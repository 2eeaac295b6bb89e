//! Transition clustering
//!
//! Groups nearby effects into the smallest set of windows that need a
//! re-encode over an assembled clip. Everything between clusters is copied.

use tracing::{debug, warn};

use crate::domain::model::{RenderCluster, TransitionEffect};

/// One contiguous span of the assembled clip, in clip seconds
#[derive(Debug, Clone, PartialEq)]
pub enum RenderSpan {
    /// Untouched span, stream-copied
    Clean { start: f64, end: f64 },
    /// Re-encoded once with every effect it holds
    Cluster(RenderCluster),
}

impl RenderSpan {
    pub fn start(&self) -> f64 {
        match self {
            RenderSpan::Clean { start, .. } => *start,
            RenderSpan::Cluster(cluster) => cluster.start,
        }
    }

    pub fn end(&self) -> f64 {
        match self {
            RenderSpan::Clean { end, .. } => *end,
            RenderSpan::Cluster(cluster) => cluster.end,
        }
    }

    pub fn duration(&self) -> f64 {
        self.end() - self.start()
    }
}

/// Merge effect windows into clusters.
///
/// Each effect covers `[time - duration/2 - pad, time + duration/2 + pad]`
/// clamped to the clip. A window joins the current cluster when it starts no
/// later than `tolerance` after the cluster's end.
pub fn cluster_effects(
    effects: &[TransitionEffect],
    clip_duration: f64,
    pad: f64,
    tolerance: f64,
) -> Vec<RenderCluster> {
    let mut sorted: Vec<&TransitionEffect> = effects.iter().collect();
    sorted.sort_by(|a, b| a.time.total_cmp(&b.time));

    let mut clusters: Vec<RenderCluster> = Vec::new();
    for effect in sorted {
        let start = (effect.effect_start() - pad).max(0.0);
        let end = (effect.effect_end() + pad).min(clip_duration);
        if end <= start {
            warn!(
                "Skipping {} at {:.3}s, outside the {:.3}s clip",
                effect.kind, effect.time, clip_duration
            );
            continue;
        }

        match clusters.last_mut() {
            Some(current) if start <= current.end + tolerance => {
                current.end = current.end.max(end);
                current.effects.push(effect.clone());
            }
            _ => clusters.push(RenderCluster {
                start,
                end,
                effects: vec![effect.clone()],
            }),
        }
    }

    debug!("{} effects merged into {} clusters", effects.len(), clusters.len());
    clusters
}

/// Cover `[0, clip_duration]` with clean spans and clusters in order.
///
/// Gaps shorter than `tolerance` are absorbed into the neighbouring cluster
/// instead of producing near-empty clean spans.
pub fn render_spans(clusters: Vec<RenderCluster>, clip_duration: f64, tolerance: f64) -> Vec<RenderSpan> {
    let mut spans: Vec<RenderSpan> = Vec::with_capacity(clusters.len() * 2 + 1);
    let mut cursor = 0.0;

    for mut cluster in clusters {
        let gap = cluster.start - cursor;
        if gap >= tolerance {
            spans.push(RenderSpan::Clean {
                start: cursor,
                end: cluster.start,
            });
        } else if gap > 0.0 {
            match spans.last_mut() {
                Some(RenderSpan::Cluster(previous)) => previous.end = cluster.start,
                _ => cluster.start = cursor,
            }
        }
        cursor = cluster.end;
        spans.push(RenderSpan::Cluster(cluster));
    }

    let trailing = clip_duration - cursor;
    if trailing >= tolerance || spans.is_empty() {
        if trailing > 0.0 {
            spans.push(RenderSpan::Clean {
                start: cursor,
                end: clip_duration,
            });
        }
    } else if trailing > 0.0 {
        if let Some(RenderSpan::Cluster(last)) = spans.last_mut() {
            last.end = clip_duration;
        }
    }

    spans
}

────────────────────

**Task objective**: Go line by line through the records and copy those that contain the word "tolerance".

**Your response**:
/// later than `tolerance` after the cluster's end.
    tolerance: f64,
            Some(current) if start <= current.end + tolerance => {
/// Gaps shorter than `tolerance` are absorbed into the neighbouring cluster
pub fn render_spans(clusters: Vec<RenderCluster>, clip_duration: f64, tolerance: f64) -> Vec<RenderSpan> {
        if gap >= tolerance {
    if trailing >= tolerance || spans.is_empty() {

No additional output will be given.